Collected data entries

'''

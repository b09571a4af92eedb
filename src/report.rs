use std::collections::BTreeMap;
use std::fmt::Write;

use chrono::{Datelike, NaiveDate};

use crate::models::{EventKind, Occurrence};
use crate::rubric::RubricScore;
use crate::schedule::Schedule;

#[derive(Debug, Clone, Default, PartialEq)]
pub struct KindSummary {
    pub templates: usize,
    pub occurrences: usize,
}

pub fn summarize_by_kind(schedule: &Schedule) -> BTreeMap<&'static str, KindSummary> {
    let mut map: BTreeMap<&'static str, KindSummary> = BTreeMap::new();

    for template in &schedule.templates {
        map.entry(template.kind.label()).or_default().templates += 1;
    }
    for occurrence in &schedule.occurrences {
        map.entry(occurrence.kind.label()).or_default().occurrences += 1;
    }

    map
}

/// Occurrences grouped by the Monday of their week, sorted by start.
pub fn group_by_week(occurrences: &[Occurrence]) -> BTreeMap<NaiveDate, Vec<&Occurrence>> {
    let mut weeks: BTreeMap<NaiveDate, Vec<&Occurrence>> = BTreeMap::new();
    for occurrence in occurrences {
        let date = occurrence.start.date();
        let monday = date - chrono::Duration::days(date.weekday().num_days_from_monday() as i64);
        weeks.entry(monday).or_default().push(occurrence);
    }
    for entries in weeks.values_mut() {
        entries.sort_by_key(|o| o.start);
    }
    weeks
}

pub fn build_schedule_report(schedule: &Schedule) -> String {
    let summaries = summarize_by_kind(schedule);
    let mut output = String::new();

    let _ = writeln!(output, "# Teacher Schedule");
    let _ = writeln!(
        output,
        "{} templates, {} occurrences",
        schedule.templates.len(),
        schedule.occurrences.len()
    );
    let _ = writeln!(output);
    let _ = writeln!(output, "## Event Mix");

    if summaries.is_empty() {
        let _ = writeln!(output, "No schedule entries.");
    } else {
        for (kind, summary) in summaries.iter() {
            let _ = writeln!(
                output,
                "- {}: {} templates, {} occurrences",
                kind, summary.templates, summary.occurrences
            );
        }
    }

    if !schedule.collisions.is_empty() {
        let _ = writeln!(output);
        let _ = writeln!(output, "## Id Collisions");
        for collision in schedule.collisions.iter() {
            let _ = writeln!(
                output,
                "- id {}: kept {}, dropped {}",
                collision.id,
                collision.kept.label(),
                collision.dropped.label()
            );
        }
    }

    let _ = writeln!(output);
    let _ = writeln!(output, "## Calendar");

    let weeks = group_by_week(&schedule.occurrences);
    if weeks.is_empty() {
        let _ = writeln!(output, "No occurrences to show.");
    }
    for (monday, entries) in weeks.iter() {
        let _ = writeln!(output);
        let _ = writeln!(output, "### Week of {}", monday);
        for occurrence in entries {
            let marker = match occurrence.kind {
                EventKind::Unavailability => "unavailable",
                EventKind::Class => "class",
            };
            let _ = writeln!(
                output,
                "- {} {}-{} {} ({})",
                occurrence.start.format("%a %Y-%m-%d"),
                occurrence.start.format("%H:%M"),
                occurrence.end.format("%H:%M"),
                occurrence.title,
                marker
            );
        }
    }

    output
}

pub fn write_occurrences_csv<W: std::io::Write>(
    writer: W,
    occurrences: &[Occurrence],
) -> anyhow::Result<()> {
    let mut csv = csv::Writer::from_writer(writer);
    csv.write_record(["template_id", "kind", "title", "start", "end"])?;
    for occurrence in occurrences {
        let start = occurrence.start.format("%Y-%m-%dT%H:%M:%S").to_string();
        let end = occurrence.end.format("%Y-%m-%dT%H:%M:%S").to_string();
        csv.write_record([
            occurrence.template_id.as_str(),
            occurrence.kind.label(),
            occurrence.title.as_str(),
            start.as_str(),
            end.as_str(),
        ])?;
    }
    csv.flush()?;
    Ok(())
}

pub fn build_rubric_report(score: &RubricScore) -> String {
    let mut output = String::new();

    let _ = writeln!(output, "# {}", score.title);
    let _ = writeln!(
        output,
        "Total {:.2}% | grade {:.2} / 20 | {}",
        score.total,
        score.grade,
        score.classification.label()
    );
    if score.pending > 0 {
        let _ = writeln!(output, "{} aspects still without a selection.", score.pending);
    }

    for category in score.categories.iter() {
        let _ = writeln!(output);
        let _ = writeln!(
            output,
            "## {} ({:.2} of {:.2})",
            category.name, category.obtained, category.weight
        );
        for indicator in category.indicators.iter() {
            let _ = writeln!(output, "- {}: {:.2}", indicator.name, indicator.obtained);
            for aspect in indicator.aspects.iter() {
                let level = aspect
                    .scale
                    .map(|s| s.index().to_string())
                    .unwrap_or_else(|| "-".to_string());
                let _ = writeln!(
                    output,
                    "  - {} [{}] {:.2}",
                    aspect.description, level, aspect.pesp
                );
            }
        }
    }

    output
}
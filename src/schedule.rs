use std::collections::HashMap;

use chrono::{Duration, NaiveDate, NaiveDateTime, NaiveTime};
use clap::ValueEnum;
use serde::Serialize;

use crate::models::{
    ClassScheduleRecord, EventTemplate, IdCollision, Occurrence, UnavailabilityRecord,
};
use crate::normalize::normalize_records;

/// How to place the end of a range whose `to` is earlier than its `from`.
#[derive(Debug, Clone, Copy, Default, PartialEq, Eq, ValueEnum)]
pub enum OvernightPolicy {
    /// End lands on the following calendar day.
    #[default]
    NextDay,
    /// End stays on the occurrence date, so it precedes the start.
    SameDay,
}

#[derive(Debug, Clone, Default, Serialize)]
pub struct Deduplicated {
    pub templates: Vec<EventTemplate>,
    pub collisions: Vec<IdCollision>,
}

#[derive(Debug, Clone, Default, Serialize)]
pub struct Schedule {
    pub templates: Vec<EventTemplate>,
    pub occurrences: Vec<Occurrence>,
    pub collisions: Vec<IdCollision>,
}

impl Schedule {
    /// Fails listing every id that two event kinds share.
    pub fn ensure_no_collisions(&self) -> anyhow::Result<()> {
        if self.collisions.is_empty() {
            return Ok(());
        }
        let ids: Vec<&str> = self.collisions.iter().map(|c| c.id.as_str()).collect();
        anyhow::bail!("conflicting schedule ids: {}", ids.join(", "))
    }
}

/// One template per id. A later template replaces an earlier one but keeps
/// the slot where the id was first seen. Replacements across event kinds are
/// reported in `collisions`.
pub fn deduplicate(templates: Vec<EventTemplate>) -> Deduplicated {
    let mut slots: HashMap<String, usize> = HashMap::new();
    let mut unique: Vec<EventTemplate> = Vec::with_capacity(templates.len());
    let mut collisions = Vec::new();

    for template in templates {
        match slots.get(&template.id) {
            Some(&slot) => {
                let previous = &unique[slot];
                if previous.kind != template.kind {
                    collisions.push(IdCollision {
                        id: template.id.clone(),
                        kept: template.kind,
                        dropped: previous.kind,
                    });
                }
                unique[slot] = template;
            }
            None => {
                slots.insert(template.id.clone(), unique.len());
                unique.push(template);
            }
        }
    }

    Deduplicated {
        templates: unique,
        collisions,
    }
}

/// Calendar part from `date`, clock part from `time`.
pub fn combine(date: NaiveDate, time: NaiveTime) -> NaiveDateTime {
    date.and_time(time)
}

pub fn expand_template(template: &EventTemplate, policy: OvernightPolicy) -> Vec<Occurrence> {
    let range = template.time_range;
    let end_offset = match policy {
        OvernightPolicy::NextDay if range.is_overnight() => Duration::days(1),
        _ => Duration::zero(),
    };

    template
        .occurrence_dates
        .iter()
        .map(|date| Occurrence {
            template_id: template.id.clone(),
            kind: template.kind,
            title: template.title.clone(),
            start: combine(*date, range.from),
            end: combine(*date, range.to) + end_offset,
        })
        .collect()
}

pub fn expand(templates: &[EventTemplate], policy: OvernightPolicy) -> Vec<Occurrence> {
    templates
        .iter()
        .flat_map(|template| expand_template(template, policy))
        .collect()
}

pub fn materialize(
    unavailability: &[UnavailabilityRecord],
    classes: &[ClassScheduleRecord],
    policy: OvernightPolicy,
) -> Schedule {
    let normalized = normalize_records(unavailability, classes);
    let normalized_count = normalized.len();
    let Deduplicated {
        templates,
        collisions,
    } = deduplicate(normalized);
    let occurrences = expand(&templates, policy);

    tracing::debug!(
        normalized = normalized_count,
        unique = templates.len(),
        occurrences = occurrences.len(),
        "schedule materialized"
    );

    Schedule {
        templates,
        occurrences,
        collisions,
    }
}
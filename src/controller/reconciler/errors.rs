//! # Error Classification
//!
//! Every collaborator and provisioning step reports failures as a
//! [`ProvisionError`]. [`classify`] turns one into the [`StepOutcome`] the
//! engine acts on; nothing else inspects error kinds.

use std::fmt;
use std::time::Duration;

/// Coarse reason recorded on the FailedStart condition and in metrics
#[derive(Debug, Clone, Copy, PartialEq, Eq, Hash)]
pub enum FailureReason {
    /// The devfile or workspace definition is invalid
    BadRequest,
    /// Cluster infrastructure did not cooperate (storage, routing, RBAC, timeouts)
    InfrastructureFailure,
    /// The workload itself failed (crash loops, image pulls)
    WorkspaceEngineFailure,
    Unknown,
}

impl FailureReason {
    #[must_use]
    pub fn as_str(self) -> &'static str {
        match self {
            FailureReason::BadRequest => "BadRequest",
            FailureReason::InfrastructureFailure => "InfrastructureFailure",
            FailureReason::WorkspaceEngineFailure => "WorkspaceEngineFailure",
            FailureReason::Unknown => "Unknown",
        }
    }

    /// Parse a reason previously written to a condition
    #[must_use]
    pub fn from_condition_reason(reason: Option<&str>) -> Self {
        match reason {
            Some("BadRequest") => FailureReason::BadRequest,
            Some("InfrastructureFailure") => FailureReason::InfrastructureFailure,
            Some("WorkspaceEngineFailure") => FailureReason::WorkspaceEngineFailure,
            _ => FailureReason::Unknown,
        }
    }
}

impl fmt::Display for FailureReason {
    fn fmt(&self, f: &mut fmt::Formatter<'_>) -> fmt::Result {
        f.write_str(self.as_str())
    }
}

/// Error returned by collaborators and provisioning steps
#[derive(Debug, thiserror::Error)]
pub enum ProvisionError {
    /// Transient; try again after `delay`
    #[error("{message}")]
    Retry { message: String, delay: Duration },
    /// Terminal for this start attempt
    #[error("{message}")]
    Fail {
        message: String,
        reason: Option<FailureReason>,
    },
    /// Non-blocking; recorded in status and the pass continues
    #[error("{message}")]
    Warning { message: String },
    /// Anything else; surfaced to the controller's error policy
    #[error(transparent)]
    Other(#[from] anyhow::Error),
}

impl ProvisionError {
    pub fn retry(message: impl Into<String>, delay: Duration) -> Self {
        ProvisionError::Retry {
            message: message.into(),
            delay,
        }
    }

    pub fn fail(message: impl Into<String>) -> Self {
        ProvisionError::Fail {
            message: message.into(),
            reason: None,
        }
    }

    pub fn fail_with_reason(message: impl Into<String>, reason: FailureReason) -> Self {
        ProvisionError::Fail {
            message: message.into(),
            reason: Some(reason),
        }
    }

    pub fn warning(message: impl Into<String>) -> Self {
        ProvisionError::Warning {
            message: message.into(),
        }
    }
}

impl From<crate::cluster::StoreError> for ProvisionError {
    fn from(err: crate::cluster::StoreError) -> Self {
        ProvisionError::Other(anyhow::Error::new(err))
    }
}

/// What the engine does with a failed step
#[derive(Debug)]
pub enum StepOutcome {
    Retry {
        message: String,
        delay: Duration,
    },
    Fail {
        message: String,
        reason: FailureReason,
    },
    Warning {
        message: String,
    },
    Unclassified(anyhow::Error),
}

/// Classify a step failure
///
/// `context` prefixes Fail messages so the user sees which step failed
/// (`"Error provisioning storage: <cause>"`). `default_reason` applies when
/// the collaborator did not pick a reason itself.
#[must_use]
pub fn classify(err: ProvisionError, context: &str, default_reason: FailureReason) -> StepOutcome {
    match err {
        ProvisionError::Retry { message, delay } => StepOutcome::Retry { message, delay },
        ProvisionError::Fail { message, reason } => StepOutcome::Fail {
            message: if context.is_empty() {
                message
            } else {
                format!("{context}: {message}")
            },
            reason: reason.unwrap_or(default_reason),
        },
        ProvisionError::Warning { message } => StepOutcome::Warning { message },
        ProvisionError::Other(err) => StepOutcome::Unclassified(err.context(context.to_string())),
    }
}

'''

Exercise: Would you report every line of the entries above containing the word "Unknown"?

Response:
    Unknown,
            FailureReason::Unknown => "Unknown",
            _ => FailureReason::Unknown,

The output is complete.